For instance, let’s look at the WETH-JPEG liquidity pool on a popular decentralized exchange called SushiSwap. JPEG is a token by a protocol with the same name that’s building a vault of NFTs and allows users to become part-owners of that vault by buying this token. Whereas WETH is just a wrapped version of Ether so it can work on SushiSwap.
Now, unlike the more popular pools, the WETH-JPEG pool offers a far more lucrative return rate. As of this writing, the APY on this pool is estimated to be 32.1%. In practical terms, it means that if you deposit $10,000 worth of WETH today, you’ll get $3,210 worth of JPEG tokens within 12 months from now. Can you imagine generating this level of returns in centralized finance?
Unfortunately, it’s not without a catch. As we’ll discuss in a later section, some drawbacks cannot be ignored.
Supercharging Your Returns with Liquidity Mining
Your stake in a liquidity pool is represented by these special assets called LP tokens. Like any other crypto token, these are real blockchain-powered tokens that can be sent or received. While their primary purpose is to serve as receipts of your deposits, they can do a lot more.
Liquidity is only useful for as long as it stays within the liquidity pool of a project. However, most users do the opposite as they jump from pool to pool in hopes of chasing the highest APY.
It didn’t take long for creators to realize that there’s a mutually-beneficial opportunity on hand. Instead of letting these LP tokens sit idly, they came with up a fantastic solution in the form of LP token staking.
This created a second layer of profits for liquidity providers as they could now stake their lp tokens and earn additional rewards on top of what they were getting for providing the initial liquidity. This is called liquidity mining.
The logic is simple. By incentivizing users to stake their lp tokens, they can get those lp tokens, and thus the initial liquidity is locked for a long time. This prevents the outflow of liquidity to other projects. At the same time, users get to enjoy two streams of returns for maximum ROI.
The rest is history as the vast majority of projects with liquidity pools offer liquidity mining today.
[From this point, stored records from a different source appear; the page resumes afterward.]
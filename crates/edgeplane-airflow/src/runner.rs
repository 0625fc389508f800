//! Client for the Airflow webserver.

use std::time::Duration;

use async_trait::async_trait;
use reqwest::header::{COOKIE, SET_COOKIE};
use reqwest::redirect::Policy;
use reqwest::{Client, Response, StatusCode};
use serde_json::{Value, json};
use tokio::sync::Mutex;
use tracing::debug;

use crate::error::RunnerError;

/// The runner operations dispatch and pruning rely on.
#[async_trait]
pub trait WorkflowRunner: Send + Sync {
    async fn unpause(&self, dag: &str) -> Result<(), RunnerError>;
    async fn pause(&self, dag: &str) -> Result<(), RunnerError>;
    async fn trigger(&self, dag: &str, run_id: &str, conf: &Value) -> Result<(), RunnerError>;
    /// Drop the runner's records of a DAG whose file is gone.
    async fn forget(&self, dag: &str) -> Result<(), RunnerError>;
}

/// HTTP client for the Airflow experimental API and admin UI.
pub struct AirflowClient {
    client: Client,
    base_url: String,
    session: Mutex<Option<String>>,
}

impl AirflowClient {
    pub fn new(url: &str, timeout: Duration) -> Result<Self, RunnerError> {
        // Redirects are not followed so an expired admin session shows up as
        // a 302 to the login page rather than as the login page itself.
        let client = Client::builder()
            .timeout(timeout)
            .redirect(Policy::none())
            .build()
            .map_err(RunnerError::Client)?;
        Ok(Self {
            client,
            base_url: url.trim_end_matches('/').to_owned(),
            session: Mutex::new(None),
        })
    }

    async fn set_paused(&self, dag: &str, paused: bool) -> Result<(), RunnerError> {
        let url = format!("{}/api/experimental/dags/{dag}/paused/{paused}", self.base_url);
        let resp = self.client.get(&url).send().await.map_err(transport(&url))?;
        check(&url, resp)?;
        debug!(%dag, paused, "dag pause state set");
        Ok(())
    }

    /// The admin session cookie, fetched from `/admin/` on first use.
    async fn session_cookie(&self) -> Result<String, RunnerError> {
        let mut session = self.session.lock().await;
        if let Some(cookie) = session.as_ref() {
            return Ok(cookie.clone());
        }

        let url = format!("{}/admin/", self.base_url);
        let resp = self.client.get(&url).send().await.map_err(transport(&url))?;
        // The login view may answer with a redirect that still sets the cookie.
        let resp = if resp.status().is_redirection() {
            resp
        } else {
            check(&url, resp)?
        };
        let cookie = resp
            .headers()
            .get_all(SET_COOKIE)
            .iter()
            .filter_map(|value| value.to_str().ok())
            .filter_map(|value| value.split(';').next())
            .find(|pair| pair.trim_start().starts_with("session="))
            .map(|pair| pair.trim().to_string())
            .ok_or(RunnerError::NoSession)?;

        *session = Some(cookie.clone());
        Ok(cookie)
    }

    /// Forget `stale` so the next call logs in again.
    async fn drop_session(&self, stale: &str) {
        let mut session = self.session.lock().await;
        if session.as_deref() == Some(stale) {
            *session = None;
        }
    }

    async fn delete_dag(&self, url: &str, dag: &str, cookie: &str) -> Result<Response, RunnerError> {
        self.client
            .get(url)
            .query(&[("dag_id", dag)])
            .header(COOKIE, cookie)
            .send()
            .await
            .map_err(transport(url))
    }
}

#[async_trait]
impl WorkflowRunner for AirflowClient {
    async fn unpause(&self, dag: &str) -> Result<(), RunnerError> {
        self.set_paused(dag, false).await
    }

    async fn pause(&self, dag: &str) -> Result<(), RunnerError> {
        self.set_paused(dag, true).await
    }

    async fn trigger(&self, dag: &str, run_id: &str, conf: &Value) -> Result<(), RunnerError> {
        let url = format!("{}/api/experimental/dags/{dag}/dag_runs", self.base_url);
        let resp = self
            .client
            .post(&url)
            .json(&json!({ "run_id": run_id, "conf": conf }))
            .send()
            .await
            .map_err(transport(&url))?;
        check(&url, resp)?;
        debug!(%dag, %run_id, "dag run triggered");
        Ok(())
    }

    async fn forget(&self, dag: &str) -> Result<(), RunnerError> {
        let url = format!("{}/admin/airflow/delete", self.base_url);
        let cookie = self.session_cookie().await?;
        let mut resp = self.delete_dag(&url, dag, &cookie).await?;
        if session_expired(resp.status()) {
            debug!(%dag, status = %resp.status(), "admin session rejected; logging in again");
            self.drop_session(&cookie).await;
            let cookie = self.session_cookie().await?;
            resp = self.delete_dag(&url, dag, &cookie).await?;
        }
        check(&url, resp)?;
        debug!(%dag, "dag forgotten by runner");
        Ok(())
    }
}

fn session_expired(status: StatusCode) -> bool {
    status == StatusCode::FOUND || status == StatusCode::UNAUTHORIZED
}

fn transport(url: &str) -> impl FnOnce(reqwest::Error) -> RunnerError + '_ {
    move |source| RunnerError::Transport {
        url: url.to_string(),
        source,
    }
}

fn check(url: &str, resp: Response) -> Result<Response, RunnerError> {
    let status = resp.status();
    if status.is_success() {
        Ok(resp)
    } else {
        Err(RunnerError::Status {
            url: url.to_string(),
            status: status.as_u16(),
        })
    }
}
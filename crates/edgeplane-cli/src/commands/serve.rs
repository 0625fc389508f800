//! Catalog-free commands. The pruner needs only the runner and the
//! workflow directories, so these never open the store and leave it free
//! for the `pod event` callbacks the DAGs send.

use std::sync::Arc;

use edgeplane_airflow::{AirflowClient, AirflowConfig, Pruner};
use tokio::sync::watch;
use tracing::{info, warn};

fn pruner(config: &AirflowConfig) -> anyhow::Result<Pruner> {
    let runner = AirflowClient::new(&config.url, config.timeout())?;
    Ok(Pruner::new(config.clone(), Arc::new(runner)))
}

/// One prune sweep.
pub async fn prune(config: &AirflowConfig) -> anyhow::Result<()> {
    let pruner = pruner(config)?;
    let report = pruner.sweep().await;
    for dag in &report.removed {
        println!("✓ Pruned {dag}");
    }
    if report.failures > 0 {
        anyhow::bail!("{} prune step(s) failed; see the log", report.failures);
    }
    Ok(())
}

/// Run the pruner on its interval until Ctrl-C.
pub async fn serve(config: &AirflowConfig) -> anyhow::Result<()> {
    info!(
        airflow = %config.url,
        dags = %config.dags_dir.display(),
        interval_secs = config.prune_interval_secs,
        "edgeplane controller starting"
    );

    let (shutdown_tx, shutdown_rx) = watch::channel(false);
    let pruner = pruner(config)?;
    let pruner_handle = tokio::spawn(async move {
        pruner.run(shutdown_rx).await;
    });

    if let Err(e) = tokio::signal::ctrl_c().await {
        warn!(error = %e, "could not listen for Ctrl-C; stopping");
    }
    info!("shutdown signal received");
    if shutdown_tx.send(true).is_err() {
        warn!("pruner already stopped before shutdown");
    }
    if let Err(e) = pruner_handle.await {
        warn!(error = %e, "pruner task failed");
    }

    info!("edgeplane controller stopped");
    Ok(())
}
The Risks of Becoming a Liquidity Provider
Whether you pick yield farming alone or supercharge it with yield mining, your portfolio will be exposed to a variety of risks. These threats include but are not limited to:
1. Impermanent Loss
The profits paid by liquidity pools are in the form of tokens, not fiat currency. This means if ether was $2,000 when you deposited it, but it’s hovering around $1,000 by the time you’re ready to withdraw, your impermeant loss is sitting at 50%. Since exotic tokens generate the highest yields, it also means that you’re exposed to higher volatility as well.
2. Smart Contract Bugs
The automated and decentralized nature of these assets makes them permissionless. Anyone can become an owner of a liquidity pool without ever interacting with any person. But the smart contracts powering this coordination can have security loopholes, which hackers can and will exploit. This could potentially evaporate your portfolio into nothing.
3. Rug Pulls
This is one of the most common scams in decentralized finance. Unscrupulous characters raise vast amounts of capital with the lure of attractive return rates, but once a project takes off, they immediately cash out in one of two ways.
They either take all the liquidity out of the pool if it isn’t locked by design. Or they dump their supply of tokens (since they created the token) and drain the more valuable token from the pool that way. The DeFi term for this is “rug pull”.
Key Takeaways
- Yield farming allows you to earn attractive rewards while supporting emerging projects
- Liquidity mining allows you to supercharge your returns by staking the free lp tokens you get in exchange for providing liquidity
- The more exotic the tokens in a liquidity pool are, the wilder their return rates will be. However, this is accompanied by a sharp uptick in the risk of impermanent loss thanks to the extra volatility.